- Exercise inputs:
_ _ _ _
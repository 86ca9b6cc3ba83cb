//! Batched filesystem resolution.
//!
//! Resolving N directories against M patterns naively issues N×M separate
//! globs, and workspace validation stats the same marker files repeatedly
//! within one resolution pass. [`BulkResolver`] batches both: every
//! `(directory, pattern)` search runs once, results are re-bucketed by parent
//! directory in a single decomposition pass, and file-existence checks go
//! through a short-lived cache.

use monoenv_cache::{CacheConfig, TtlCache};
use std::collections::{HashMap, HashSet};
use std::path::PathBuf;
use std::time::Duration;

/// TTL of the file-existence cache: long enough to amortize one resolution
/// burst, short enough that a created marker file is seen promptly.
pub const EXISTENCE_TTL: Duration = Duration::from_secs(5);

/// Batches glob and file-existence operations across many directories.
#[derive(Debug)]
pub struct BulkResolver {
    existence: TtlCache<bool>,
}

impl Default for BulkResolver {
    fn default() -> Self {
        Self::new()
    }
}

impl BulkResolver {
    /// Creates a bulk resolver with its own short-lived existence cache.
    #[must_use]
    pub fn new() -> Self {
        Self {
            existence: TtlCache::new(CacheConfig {
                max_entries: 4096,
                default_ttl: EXISTENCE_TTL,
                cleanup_interval: EXISTENCE_TTL,
            }),
        }
    }

    /// Globs `patterns` under every directory in `dirs` and returns the
    /// matching files bucketed by parent directory.
    ///
    /// Each distinct `(dir, pattern)` search string is globbed exactly once;
    /// the flat result list is re-bucketed in a single path-decomposition
    /// pass, deduplicated, and each bucket is sorted by name afterwards.
    /// Every requested directory is present in the result, with an empty
    /// bucket when nothing matched (a missing directory yields zero matches,
    /// never an error).
    pub fn bulk_resolve_env_files(
        &mut self,
        dirs: &[PathBuf],
        patterns: &[String],
    ) -> HashMap<PathBuf, Vec<PathBuf>> {
        let mut searches = Vec::new();
        let mut seen_searches = HashSet::new();
        for dir in dirs {
            let escaped = glob::Pattern::escape(&dir.to_string_lossy());
            for pattern in patterns {
                let search = format!("{escaped}/{pattern}");
                if seen_searches.insert(search.clone()) {
                    searches.push(search);
                }
            }
        }

        let mut flat = Vec::new();
        for search in &searches {
            match glob::glob(search) {
                Ok(matches) => {
                    flat.extend(
                        matches
                            .filter_map(std::result::Result::ok)
                            .filter(|path| path.is_file()),
                    );
                }
                Err(error) => {
                    tracing::warn!(pattern = %search, %error, "invalid env-file pattern; skipping");
                }
            }
        }

        let mut buckets: HashMap<PathBuf, Vec<PathBuf>> = HashMap::new();
        for dir in dirs {
            buckets.entry(dir.clone()).or_default();
        }
        let mut seen_files = HashSet::new();
        for file in flat {
            if !seen_files.insert(file.clone()) {
                continue;
            }
            if let Some(parent) = file.parent() {
                buckets.entry(parent.to_path_buf()).or_default().push(file);
            }
        }

        for files in buckets.values_mut() {
            files.sort();
        }
        buckets
    }

    /// Checks existence of many files at once through the short-lived cache.
    pub fn batch_file_exists(&mut self, paths: &[PathBuf]) -> HashMap<PathBuf, bool> {
        let mut result = HashMap::with_capacity(paths.len());
        for path in paths {
            if result.contains_key(path) {
                continue;
            }
            let key = format!("exists:{}", path.display());
            let exists = match self.existence.get(&key) {
                Some(cached) => *cached,
                None => {
                    let fresh = path.is_file();
                    self.existence.set(key, fresh);
                    fresh
                }
            };
            result.insert(path.clone(), exists);
        }
        result
    }

    /// Counters for the existence cache.
    #[must_use]
    pub fn existence_stats(&self) -> monoenv_cache::CacheStats {
        self.existence.stats()
    }

    /// Drops all cached existence results.
    pub fn clear_cache(&mut self) {
        self.existence.clear();
    }
}

#[cfg(test)]
mod tests {
    use super::*;
    use std::fs;
    use tempfile::TempDir;

    fn patterns(raw: &[&str]) -> Vec<String> {
        raw.iter().map(ToString::to_string).collect()
    }

    #[test]
    fn results_are_bucketed_by_parent_directory() {
        let dir = TempDir::new().unwrap();
        let ws = dir.path().join("apps/web");
        fs::create_dir_all(&ws).unwrap();
        fs::write(dir.path().join(".env"), "A=1").unwrap();
        fs::write(ws.join(".env"), "B=2").unwrap();
        fs::write(ws.join(".env.local"), "C=3").unwrap();

        let dirs = vec![dir.path().to_path_buf(), ws.clone()];
        let buckets =
            BulkResolver::new().bulk_resolve_env_files(&dirs, &patterns(&[".env", ".env.*"]));

        assert_eq!(buckets[dir.path()], vec![dir.path().join(".env")]);
        assert_eq!(buckets[&ws], vec![ws.join(".env"), ws.join(".env.local")]);
    }

    #[test]
    fn missing_directory_yields_empty_bucket() {
        let dirs = vec![PathBuf::from("/nonexistent/workspace")];
        let buckets = BulkResolver::new().bulk_resolve_env_files(&dirs, &patterns(&[".env"]));

        assert_eq!(buckets[&dirs[0]], Vec::<PathBuf>::new());
    }

    #[test]
    fn overlapping_patterns_deduplicate_files() {
        let dir = TempDir::new().unwrap();
        fs::write(dir.path().join(".env.local"), "A=1").unwrap();

        let dirs = vec![dir.path().to_path_buf()];
        let buckets = BulkResolver::new()
            .bulk_resolve_env_files(&dirs, &patterns(&[".env.*", ".env.local"]));

        assert_eq!(buckets[dir.path()].len(), 1);
    }

    #[test]
    fn directories_matching_patterns_are_ignored() {
        let dir = TempDir::new().unwrap();
        fs::create_dir(dir.path().join(".env.d")).unwrap();
        fs::write(dir.path().join(".env"), "A=1").unwrap();

        let dirs = vec![dir.path().to_path_buf()];
        let buckets =
            BulkResolver::new().bulk_resolve_env_files(&dirs, &patterns(&[".env", ".env.*"]));

        assert_eq!(buckets[dir.path()], vec![dir.path().join(".env")]);
    }

    #[test]
    fn batch_file_exists_caches_results() {
        let dir = TempDir::new().unwrap();
        let present = dir.path().join("package.json");
        let absent = dir.path().join("Cargo.toml");
        fs::write(&present, "{}").unwrap();

        let mut resolver = BulkResolver::new();
        let paths = vec![present.clone(), absent.clone()];

        let first = resolver.batch_file_exists(&paths);
        assert!(first[&present]);
        assert!(!first[&absent]);

        // Second call within the TTL is served from the cache.
        let _ = resolver.batch_file_exists(&paths);
        let stats = resolver.existence_stats();
        assert_eq!(stats.hits, 2);
        assert_eq!(stats.misses, 2);
    }

    #[test]
    fn glob_metacharacters_in_directory_names_are_escaped() {
        let dir = TempDir::new().unwrap();
        let odd = dir.path().join("apps/[web]");
        fs::create_dir_all(&odd).unwrap();
        fs::write(odd.join(".env"), "A=1").unwrap();

        let dirs = vec![odd.clone()];
        let buckets = BulkResolver::new().bulk_resolve_env_files(&dirs, &patterns(&[".env"]));

        assert_eq!(buckets[&odd], vec![odd.join(".env")]);
    }
}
_ _ _ _
- Task requirements:
Please work out how many lines above contain the string "flat", and reply with that number alone.

- Reply:
4